**DATA PROVIDED**:

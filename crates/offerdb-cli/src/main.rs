mod ingest;
mod query;
mod regions;
mod scheduler;

use std::fs::OpenOptions;
use std::sync::{Arc, Mutex};

use anyhow::Context;
use clap::{Parser, Subcommand};
use tracing_subscriber::{fmt, prelude::*, EnvFilter};

use crate::regions::RegionsCommands;

#[derive(Debug, Parser)]
#[command(name = "offerdb-cli")]
#[command(about = "Regional promotional-offer ingestion")]
struct Cli {
    #[command(subcommand)]
    command: Option<Commands>,
}

#[derive(Debug, Subcommand)]
enum Commands {
    /// Database maintenance
    Db {
        #[command(subcommand)]
        command: DbCommands,
    },
    /// Manage the region-code registry
    Regions {
        #[command(subcommand)]
        command: RegionsCommands,
    },
    /// Print the raw offers for one region without storing them
    Fetch {
        /// Region code to fetch (e.g., 97230)
        #[arg(long)]
        region: String,
    },
    /// Ingest offers once, for every registered region or a single one
    Ingest {
        /// Ingest only this region; any failure exits non-zero
        #[arg(long)]
        region: Option<String>,
    },
    /// Run ingestion on `OFFERDB_SCHEDULE` until interrupted
    Schedule,
    /// List stored offers
    Offers {
        #[arg(long)]
        region: Option<String>,
        /// Display tab (e.g., "Special Program")
        #[arg(long)]
        tab: Option<String>,
        /// Sales program type (e.g., AcuraConquest)
        #[arg(long)]
        program_type: Option<String>,
        #[arg(long)]
        model_year: Option<String>,
        /// Maximum number of offers to show
        #[arg(long, default_value = "50")]
        limit: i64,
    },
    /// Show recent ingestion runs, or one run in detail
    Runs {
        /// Show per-region results for this run id
        #[arg(long)]
        id: Option<i64>,
        /// Maximum number of runs to show
        #[arg(long, default_value = "10")]
        limit: i64,
    },
}

#[derive(Debug, Subcommand)]
enum DbCommands {
    /// Check database connectivity
    Ping,
    /// Apply pending migrations
    Migrate,
}

#[tokio::main]
async fn main() -> anyhow::Result<()> {
    let cli = Cli::parse();
    let Some(command) = cli.command else {
        println!("offerdb-cli: no command given (see --help)");
        return Ok(());
    };

    let config = offerdb_core::load_app_config()?;
    init_tracing(&config)?;

    match command {
        Commands::Fetch { region } => query::run_fetch(&config, &region).await?,
        Commands::Schedule => {
            let pool = connect(&config).await?;
            scheduler::run_scheduler(pool, Arc::new(config)).await?;
        }
        Commands::Db { command } => {
            let pool = connect(&config).await?;
            match command {
                DbCommands::Ping => {
                    offerdb_db::ping(&pool).await?;
                    println!("database ok");
                }
                DbCommands::Migrate => {
                    let applied = offerdb_db::run_migrations(&pool).await?;
                    println!("applied {applied} migration(s)");
                }
            }
        }
        Commands::Regions { command } => {
            let pool = connect(&config).await?;
            regions::run_regions(&pool, command).await?;
        }
        Commands::Ingest { region } => {
            let pool = connect(&config).await?;
            let summary = ingest::run_ingest(&pool, &config, region.as_deref(), "cli").await?;
            ingest::print_summary(&summary);
        }
        Commands::Offers {
            region,
            tab,
            program_type,
            model_year,
            limit,
        } => {
            let filter =
                query::offer_filter(region.as_deref(), tab, program_type, model_year, limit)?;
            let pool = connect(&config).await?;
            query::run_offers(&pool, &filter).await?;
        }
        Commands::Runs { id, limit } => {
            let pool = connect(&config).await?;
            match id {
                Some(id) => query::run_show_run(&pool, id).await?,
                None => query::run_list_runs(&pool, limit).await?,
            }
        }
    }

    Ok(())
}

async fn connect(config: &offerdb_core::AppConfig) -> anyhow::Result<sqlx::PgPool> {
    let pool_config = offerdb_db::PoolConfig::from_app_config(config);
    offerdb_db::connect_pool(&config.database_url, pool_config)
        .await
        .context("failed to connect to database")
}

/// Installs the global subscriber: stderr always, plus `log_file` when set.
fn init_tracing(config: &offerdb_core::AppConfig) -> anyhow::Result<()> {
    let env_filter = EnvFilter::try_from_default_env()
        .or_else(|_| EnvFilter::try_new(config.log_level.clone()))?;

    let file_layer = match &config.log_file {
        Some(path) => {
            let file = OpenOptions::new()
                .create(true)
                .append(true)
                .open(path)
                .with_context(|| format!("failed to open log file {}", path.display()))?;
            Some(fmt::layer().with_ansi(false).with_writer(Mutex::new(file)))
        }
        None => None,
    };

    tracing_subscriber::registry()
        .with(env_filter)
        .with(fmt::layer().with_writer(std::io::stderr))
        .with(file_layer)
        .init();
    Ok(())
}

#[cfg(test)]
mod tests;
//! HTTP client for the promotional-offers `specials` endpoint.

use std::time::Duration;

use offerdb_core::RegionCode;
use reqwest::{Client, Url};

use crate::error::FetchError;
use crate::types::{OffersResponse, RawOffer};

/// Query parameter carrying the region code.
const REGION_QUERY_PARAM: &str = "zipCode";

/// HTTP client for the `specials` endpoint.
///
/// One `GET` per region, no retries. Non-2xx responses surface as
/// [`FetchError::Remote`] with the raw body attached.
#[derive(Debug, Clone)]
pub struct OffersClient {
    pub(super) client: Client,
    pub(super) endpoint: Url,
}

impl OffersClient {
    /// Creates an `OffersClient` with a per-request timeout and a fixed
    /// `User-Agent`.
    ///
    /// # Errors
    ///
    /// Returns [`FetchError::InvalidEndpoint`] if `endpoint` is not an
    /// absolute http(s) URL, or [`FetchError::Http`] if the underlying
    /// `reqwest::Client` cannot be constructed.
    pub fn new(endpoint: &str, user_agent: &str, timeout_secs: u64) -> Result<Self, FetchError> {
        let endpoint = Self::parse_endpoint(endpoint)?;
        let client = Client::builder()
            .timeout(Duration::from_secs(timeout_secs))
            .connect_timeout(Duration::from_secs(10))
            .user_agent(user_agent)
            .build()?;
        Ok(Self { client, endpoint })
    }

    #[must_use]
    pub fn endpoint(&self) -> &str {
        self.endpoint.as_str()
    }

    /// Fetches the current offers for one region.
    ///
    /// A 2xx body without an `Offers` key yields an empty list.
    ///
    /// # Errors
    ///
    /// - [`FetchError::Remote`] for any non-2xx status.
    /// - [`FetchError::Http`] for network, TLS, or timeout failures.
    /// - [`FetchError::Deserialize`] if a 2xx body is not the expected JSON.
    pub async fn fetch_offers(&self, region: &RegionCode) -> Result<Vec<RawOffer>, FetchError> {
        let url = self.offers_url(region);
        tracing::debug!(region = %region, url = %url, "fetching offers");

        let response = self
            .client
            .get(url)
            .header(reqwest::header::CONTENT_TYPE, "application/json")
            .send()
            .await?;
        let status = response.status();
        let body = response.text().await?;

        if !status.is_success() {
            return Err(FetchError::Remote {
                region: region.to_string(),
                status: status.as_u16(),
                body,
            });
        }

        let parsed =
            serde_json::from_str::<OffersResponse>(&body).map_err(|e| FetchError::Deserialize {
                context: format!("offers for region {region}"),
                source: e,
            })?;

        tracing::debug!(region = %region, count = parsed.offers.len(), "offers fetched");
        Ok(parsed.offers)
    }

    /// Builds `{endpoint}?zipCode={region}`, keeping any query the endpoint
    /// already carries.
    pub(super) fn offers_url(&self, region: &RegionCode) -> Url {
        let mut url = self.endpoint.clone();
        url.query_pairs_mut()
            .append_pair(REGION_QUERY_PARAM, region.as_str());
        url
    }

    fn parse_endpoint(endpoint: &str) -> Result<Url, FetchError> {
        let url = Url::parse(endpoint).map_err(|e| FetchError::InvalidEndpoint {
            endpoint: endpoint.to_owned(),
            reason: e.to_string(),
        })?;
        if !matches!(url.scheme(), "http" | "https") {
            return Err(FetchError::InvalidEndpoint {
                endpoint: endpoint.to_owned(),
                reason: format!("unsupported scheme \"{}\"", url.scheme()),
            });
        }
        Ok(url)
    }
}

#[cfg(test)]
#[path = "../client_test.rs"]
mod tests;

**PROBLEM REQUIREMENTS**:
Search term "derive": return each line of the data that contains it.

**WORKED SOLUTION**:
#[derive(Debug, Parser)]
#[derive(Debug, Subcommand)]
#[derive(Debug, Subcommand)]
#[derive(Debug, Clone)]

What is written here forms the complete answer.